I am an unfit mother. I am so sad I let her die like that.

I will, of course, be talking to my psychologist about all of this. Just to make sure it's normal. My boyfriend is a psych nurse. We now joke that he is dating one of his "patients." I know that in reality this really isn't all that funny, but it is in fact my reality, and we either joke about it or we cry, right? I choose to joke.

What else can you do but accept, process, heal, remember, live, and joke? All the rest is just extra. Grieving doesn't really leave any room for extra.

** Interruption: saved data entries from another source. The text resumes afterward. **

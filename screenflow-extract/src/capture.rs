//! Full-resolution capture of kept frames

use crate::{CaptureFormat, Result};
use image::codecs::jpeg::JpegEncoder;
use image::imageops::{self, FilterType};
use image::{DynamicImage, ImageFormat, RgbaImage};
use screenflow_core::{CapturedFrame, ImageEncoding};
use std::io::Cursor;

/// Downscales `frame` so its longer side is at most `max_dimension`,
/// preserving the aspect ratio. Smaller frames are returned untouched.
pub fn fit_within(frame: RgbaImage, max_dimension: Option<u32>) -> RgbaImage {
    let Some(max_dimension) = max_dimension else {
        return frame;
    };
    let (width, height) = frame.dimensions();
    let longest = width.max(height);
    if longest <= max_dimension {
        return frame;
    }

    let scale = max_dimension as f64 / longest as f64;
    let new_width = ((width as f64 * scale).round() as u32).max(1);
    let new_height = ((height as f64 * scale).round() as u32).max(1);
    imageops::resize(&frame, new_width, new_height, FilterType::Triangle)
}

/// Encodes an RGBA frame in the requested format
pub fn encode_frame(frame: &RgbaImage, format: CaptureFormat) -> Result<Vec<u8>> {
    let mut data = Vec::new();
    match format {
        CaptureFormat::Jpeg { quality } => {
            // JPEG has no alpha channel.
            let rgb = DynamicImage::ImageRgba8(frame.clone()).to_rgb8();
            JpegEncoder::new_with_quality(&mut data, quality).encode_image(&rgb)?;
        }
        CaptureFormat::Png => {
            frame.write_to(&mut Cursor::new(&mut data), ImageFormat::Png)?;
        }
    }
    Ok(data)
}

/// Turns a decoded frame into a `CapturedFrame` at `time`
pub fn capture_frame(
    frame: RgbaImage,
    time: f64,
    max_dimension: Option<u32>,
    format: CaptureFormat,
) -> Result<CapturedFrame> {
    let frame = fit_within(frame, max_dimension);
    let data = encode_frame(&frame, format)?;
    let encoding = match format {
        CaptureFormat::Jpeg { .. } => ImageEncoding::Jpeg,
        CaptureFormat::Png => ImageEncoding::Png,
    };
    Ok(CapturedFrame::new(time, frame.width(), frame.height(), encoding, data))
}

#[cfg(test)]
mod tests {
    use super::*;
    use image::Rgba;

    #[test]
    fn test_fit_within_preserves_aspect() {
        let frame = RgbaImage::new(1920, 1080);
        let fitted = fit_within(frame, Some(1280));
        assert_eq!(fitted.dimensions(), (1280, 720));
    }

    #[test]
    fn test_fit_within_leaves_small_frames() {
        let frame = RgbaImage::new(640, 480);
        assert_eq!(fit_within(frame.clone(), Some(1280)).dimensions(), (640, 480));
        assert_eq!(fit_within(frame, None).dimensions(), (640, 480));
    }

    #[test]
    fn test_capture_png_decodes_back() {
        let frame = RgbaImage::from_pixel(40, 20, Rgba([1, 2, 3, 255]));
        let captured = capture_frame(frame, 2.5, Some(20), CaptureFormat::Png).unwrap();

        assert_eq!(captured.time, 2.5);
        assert_eq!((captured.width, captured.height), (20, 10));
        assert_eq!(captured.encoding, ImageEncoding::Png);

        let decoded = image::load_from_memory(&captured.data).unwrap();
        assert_eq!((decoded.width(), decoded.height()), (20, 10));
    }

    #[test]
    fn test_capture_jpeg_signature() {
        let frame = RgbaImage::from_pixel(16, 16, Rgba([200, 10, 10, 255]));
        let captured = capture_frame(frame, 0.0, None, CaptureFormat::Jpeg { quality: 80 }).unwrap();

        assert_eq!(captured.encoding, ImageEncoding::Jpeg);
        assert_eq!(&captured.data[..2], &[0xFF, 0xD8]);
    }
}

Saturday, October 24, 2009

What would you do to live?

I always wondered how I would behave if I were told I had cancer. After watching my aunt Polly suffer for so long but brave through treatments with such an inspirational attitude (twice), and then again watching my mom do the same (twice), I wonder if I would be able to battle through it the way they did. It makes me wonder what I would do to live, what I would do to be as strong as them. Everyone always says, "Oh, I wouldn't be like that" or "I know exactly what I would do" but the thing is, you really never know how you would behave and what exactly you would do after you hear the words, "You have cancer."

The night my mom was diagnosed, she asked the doctor how long she would live if she didn't go through the chemo, seeing as the first bout made her deathly ill. He responded, "Three weeks to a month." Is there any other choice but to try? What would she have done to still be with us for longer than a month?

My mom hated coffee and tea, she never drank any of it. For her nausea, I bought ginger lemon tea, and she drank it several times a day to avoid feeling sick. For nearly seven months. Even though she hated the smell, and she hated the taste even worse.

She loved her hair, and she was devastated during her breast cancer when she lost it. She was embarrassed and completely ashamed of how she looked, and she always wore a wig. This time around, when it started to fall out, she shaved her head. And she wore different colored ballcaps depending on the outfit she was wearing. She was not ashamed, and she was not embarrassed. And everywhere we went, she got compliments on her hat, and she loved it.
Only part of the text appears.